The purpose of this thesis is to explore the relationship between talent and achievement in both football and basketball, and to assess whether the achievement of teams suffers when they are made up of a high number of elite talents.
In order to assess the relationship between talent and achievement in football, the correlation of talent positions, calculated primarily by considering the number of elite talents in each team based on WhoScored Performance Ratings, with the finishing positions of teams in the Premier League in the nine seasons between 2010/2011 and 2018/2019 was investigated.
Furthermore, in order to assess the relationship between talent and achievement in basketball, the correlation of talent positions, calculated primarily by considering the number of elite talents in each team based on Player Efficiency Ratings (PER), with the finishing positions of teams in the NBA Regular Season in the Expanded Table of their conferences in the nine seasons between 2010/2011 and 2018/2019 was investigated.
The results indicated that the top 3 most talented football teams per season tended to do best in terms of achievement, while also showing a clear gap in achievement between the top 6 teams when compared to the rest of the league. Meanwhile, the most talented football team per season tended to finish higher in the league than 95% of the remaining teams. A Pearson correlation of 65.7% was found between talent position and league position, indicating a somewhat strong positive correlation between the two.
Furthermore, the results indicated that the top 4 most talented basketball teams per season tended to do best in terms of achievement, while also showing a clear gap in achievement between the top 4 teams when compared to the rest of the league, aside for a single outlier. Meanwhile, the most talented basketball team per season tended to finish higher in the league than 93% of the remaining teams. A Pearson correlation of 57.8% was found between talent position and league position, indicating a positive correlation between the two.
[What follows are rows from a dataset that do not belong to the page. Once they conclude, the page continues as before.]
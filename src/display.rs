//! Display surface: the element set the handlers write into.
//!
//! `Surface` is the only way the handlers touch the host document. Element
//! names follow the markup IDs so a browser-backed surface can map them 1:1.

use std::collections::{BTreeMap, HashMap};
use std::io::Write;
use std::sync::{Arc, Mutex};

use crate::health::{progress_width, ColorToken};

#[derive(Debug, Clone, Copy, PartialEq, Eq, Hash, PartialOrd, Ord)]
pub enum ElementId {
    // form inputs
    Voltage,
    Current,
    Temperature,
    Cycle,
    // result panel
    ResultContainer,
    Loading,
    SohValue,
    HealthMessage,
    ProgressBar,
    // live monitor
    LiveVoltage,
    LiveCurrent,
    LiveTemp,
    LiveCycle,
    LiveSoH,
}

impl ElementId {
    pub fn as_str(&self) -> &'static str {
        match self {
            ElementId::Voltage => "voltage",
            ElementId::Current => "current",
            ElementId::Temperature => "temperature",
            ElementId::Cycle => "cycle",
            ElementId::ResultContainer => "resultContainer",
            ElementId::Loading => "loading",
            ElementId::SohValue => "sohValue",
            ElementId::HealthMessage => "healthMessage",
            ElementId::ProgressBar => "progressBar",
            ElementId::LiveVoltage => "liveVoltage",
            ElementId::LiveCurrent => "liveCurrent",
            ElementId::LiveTemp => "liveTemp",
            ElementId::LiveCycle => "liveCycle",
            ElementId::LiveSoH => "liveSoH",
        }
    }
}

#[derive(Debug, Clone, Copy, PartialEq, Eq, Hash, PartialOrd, Ord)]
pub enum StyleProp {
    Color,
    BackgroundColor,
    Width,
}

#[derive(Debug, Clone, Default, PartialEq, Eq)]
pub struct ElementState {
    pub text: String,
    pub value: String,
    pub hidden: bool,
    pub styles: BTreeMap<StyleProp, String>,
}

pub trait Surface {
    fn set_text(&mut self, id: ElementId, text: &str);
    fn set_hidden(&mut self, id: ElementId, hidden: bool);
    fn set_style(&mut self, id: ElementId, prop: StyleProp, value: &str);
    /// Current text of an input element.
    fn value(&self, id: ElementId) -> String;
    /// Blocking user-visible notice.
    fn alert(&mut self, message: &str);
    /// Called once a handler finishes a batch of writes.
    fn flush(&mut self) {}
}

pub type SharedSurface = Arc<Mutex<dyn Surface + Send>>;

/// In-memory element store. Starts with the result panel and loading
/// indicator hidden, as the markup does.
#[derive(Debug, Clone, PartialEq, Eq)]
pub struct MemorySurface {
    elements: HashMap<ElementId, ElementState>,
    alerts: Vec<String>,
}

impl Default for MemorySurface {
    fn default() -> Self {
        Self::new()
    }
}

impl MemorySurface {
    pub fn new() -> Self {
        let mut surface = Self {
            elements: HashMap::new(),
            alerts: Vec::new(),
        };
        surface.set_hidden(ElementId::ResultContainer, true);
        surface.set_hidden(ElementId::Loading, true);
        surface
    }

    pub fn element(&self, id: ElementId) -> ElementState {
        self.elements.get(&id).cloned().unwrap_or_default()
    }

    pub fn text(&self, id: ElementId) -> String {
        self.element(id).text
    }

    pub fn is_hidden(&self, id: ElementId) -> bool {
        self.element(id).hidden
    }

    pub fn style(&self, id: ElementId, prop: StyleProp) -> Option<String> {
        self.element(id).styles.get(&prop).cloned()
    }

    pub fn set_value(&mut self, id: ElementId, value: &str) {
        self.elements.entry(id).or_default().value = value.to_string();
    }

    pub fn alerts(&self) -> &[String] {
        &self.alerts
    }
}

impl Surface for MemorySurface {
    fn set_text(&mut self, id: ElementId, text: &str) {
        self.elements.entry(id).or_default().text = text.to_string();
    }

    fn set_hidden(&mut self, id: ElementId, hidden: bool) {
        self.elements.entry(id).or_default().hidden = hidden;
    }

    fn set_style(&mut self, id: ElementId, prop: StyleProp, value: &str) {
        self.elements
            .entry(id)
            .or_default()
            .styles
            .insert(prop, value.to_string());
    }

    fn value(&self, id: ElementId) -> String {
        self.element(id).value
    }

    fn alert(&mut self, message: &str) {
        self.alerts.push(message.to_string());
    }
}

const BAR_CELLS: usize = 20;

/// Terminal rendition of the dashboard: keeps element state in memory and
/// redraws the visible panels on every flush.
pub struct ConsoleSurface<W: Write> {
    state: MemorySurface,
    out: W,
}

impl ConsoleSurface<std::io::Stdout> {
    pub fn stdout() -> Self {
        Self::new(std::io::stdout())
    }
}

impl<W: Write> ConsoleSurface<W> {
    pub fn new(out: W) -> Self {
        Self {
            state: MemorySurface::new(),
            out,
        }
    }

    pub fn state(&self) -> &MemorySurface {
        &self.state
    }

    pub fn into_inner(self) -> W {
        self.out
    }

    fn live_line(&self) -> Option<String> {
        let s = &self.state;
        let soh = s.text(ElementId::LiveSoH);
        if soh.is_empty() {
            return None;
        }
        let color = s.style(ElementId::LiveSoH, StyleProp::Color);
        Some(format!(
            "[live]   {} V | {} A | {} C | cycle {} | SoH {}%",
            s.text(ElementId::LiveVoltage),
            s.text(ElementId::LiveCurrent),
            s.text(ElementId::LiveTemp),
            s.text(ElementId::LiveCycle),
            paint(&soh, color.as_deref()),
        ))
    }

    fn result_lines(&self) -> Vec<String> {
        let s = &self.state;
        let mut lines = Vec::new();
        if !s.is_hidden(ElementId::Loading) {
            lines.push("[result] predicting...".to_string());
        }
        if !s.is_hidden(ElementId::ResultContainer) {
            let width = s
                .style(ElementId::ProgressBar, StyleProp::Width)
                .and_then(|w| w.trim_end_matches('%').parse::<f64>().ok())
                .unwrap_or(0.0);
            let filled = (progress_width(width) / 100.0 * BAR_CELLS as f64).round() as usize;
            let bar = format!("{}{}", "#".repeat(filled), "-".repeat(BAR_CELLS - filled));
            let color = s.style(ElementId::HealthMessage, StyleProp::Color);
            lines.push(format!(
                "[result] SoH {}% [{}] {}",
                s.text(ElementId::SohValue),
                paint(&bar, color.as_deref()),
                paint(&s.text(ElementId::HealthMessage), color.as_deref()),
            ));
        }
        lines
    }
}

impl<W: Write> Surface for ConsoleSurface<W> {
    fn set_text(&mut self, id: ElementId, text: &str) {
        self.state.set_text(id, text);
    }

    fn set_hidden(&mut self, id: ElementId, hidden: bool) {
        self.state.set_hidden(id, hidden);
    }

    fn set_style(&mut self, id: ElementId, prop: StyleProp, value: &str) {
        self.state.set_style(id, prop, value);
    }

    fn value(&self, id: ElementId) -> String {
        self.state.value(id)
    }

    fn alert(&mut self, message: &str) {
        self.state.alert(message);
        let _ = writeln!(self.out, "[alert]  {}", message);
    }

    fn flush(&mut self) {
        let mut lines: Vec<String> = self.live_line().into_iter().collect();
        lines.extend(self.result_lines());
        for line in lines {
            let _ = writeln!(self.out, "{}", line);
        }
        let _ = self.out.flush();
    }
}

fn paint(text: &str, css_color: Option<&str>) -> String {
    let code = match css_color {
        Some(c) if c == ColorToken::Success.css_var() => "32",
        Some(c) if c == ColorToken::Warning.css_var() => "33",
        Some(c) if c == ColorToken::Danger.css_var() => "31",
        _ => return text.to_string(),
    };
    format!("\x1b[{}m{}\x1b[0m", code, text)
}

#[cfg(test)]
mod tests {
    use super::*;

    #[test]
    fn test_markup_defaults() {
        let s = MemorySurface::new();
        assert!(s.is_hidden(ElementId::ResultContainer));
        assert!(s.is_hidden(ElementId::Loading));
        assert!(!s.is_hidden(ElementId::LiveSoH));
        assert!(s.alerts().is_empty());
    }

    #[test]
    fn test_memory_surface_records_writes() {
        let mut s = MemorySurface::new();
        s.set_text(ElementId::SohValue, "82.3");
        s.set_style(ElementId::ProgressBar, StyleProp::Width, "82.3%");
        s.set_value(ElementId::Voltage, "3.7");
        s.alert("hello");
        assert_eq!(s.text(ElementId::SohValue), "82.3");
        assert_eq!(s.style(ElementId::ProgressBar, StyleProp::Width).as_deref(), Some("82.3%"));
        assert_eq!(s.value(ElementId::Voltage), "3.7");
        assert_eq!(s.alerts(), ["hello".to_string()]);
    }

    #[test]
    fn test_element_ids_match_markup() {
        assert_eq!(ElementId::LiveSoH.as_str(), "liveSoH");
        assert_eq!(ElementId::ResultContainer.as_str(), "resultContainer");
    }

    #[test]
    fn test_console_flush_draws_visible_panels() {
        let mut c = ConsoleSurface::new(Vec::new());
        c.flush();
        assert!(c.out.is_empty());

        c.set_text(ElementId::LiveVoltage, "3.700");
        c.set_text(ElementId::LiveCurrent, "-1.200");
        c.set_text(ElementId::LiveTemp, "25.0");
        c.set_text(ElementId::LiveCycle, "50");
        c.set_text(ElementId::LiveSoH, "82.3");
        c.set_text(ElementId::SohValue, "45.0");
        c.set_text(ElementId::HealthMessage, "Battery Replacement Recommended");
        c.set_style(ElementId::ProgressBar, StyleProp::Width, "45%");
        c.set_hidden(ElementId::ResultContainer, false);
        c.flush();

        let out = String::from_utf8(c.into_inner()).unwrap();
        assert!(out.contains("[live]   3.700 V | -1.200 A | 25.0 C | cycle 50 | SoH 82.3%"));
        assert!(out.contains("[result] SoH 45.0% [#########-----------]"));
        assert!(out.contains("Battery Replacement Recommended"));
    }

    #[test]
    fn test_console_alert_is_printed() {
        let mut c = ConsoleSurface::new(Vec::new());
        c.alert("backend down");
        assert_eq!(c.state().alerts().len(), 1);
        let out = String::from_utf8(c.into_inner()).unwrap();
        assert_eq!(out, "[alert]  backend down\n");
    }
}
It can be argued that the fact that the Pearson correlation between talent position and league position was 65.7% in football while it was 57.8% in basketball could be influenced by the fact that in basketball, there can be no more than five players on the field for each team at any given time, whereas in football, there can be no more than eleven. This suggests that a clash between two elite players in basketball could be more influential than a clash between two elite players in football because two basketball player account for 40% of the team on the field, whereas two football players account for 18% of the team on the field.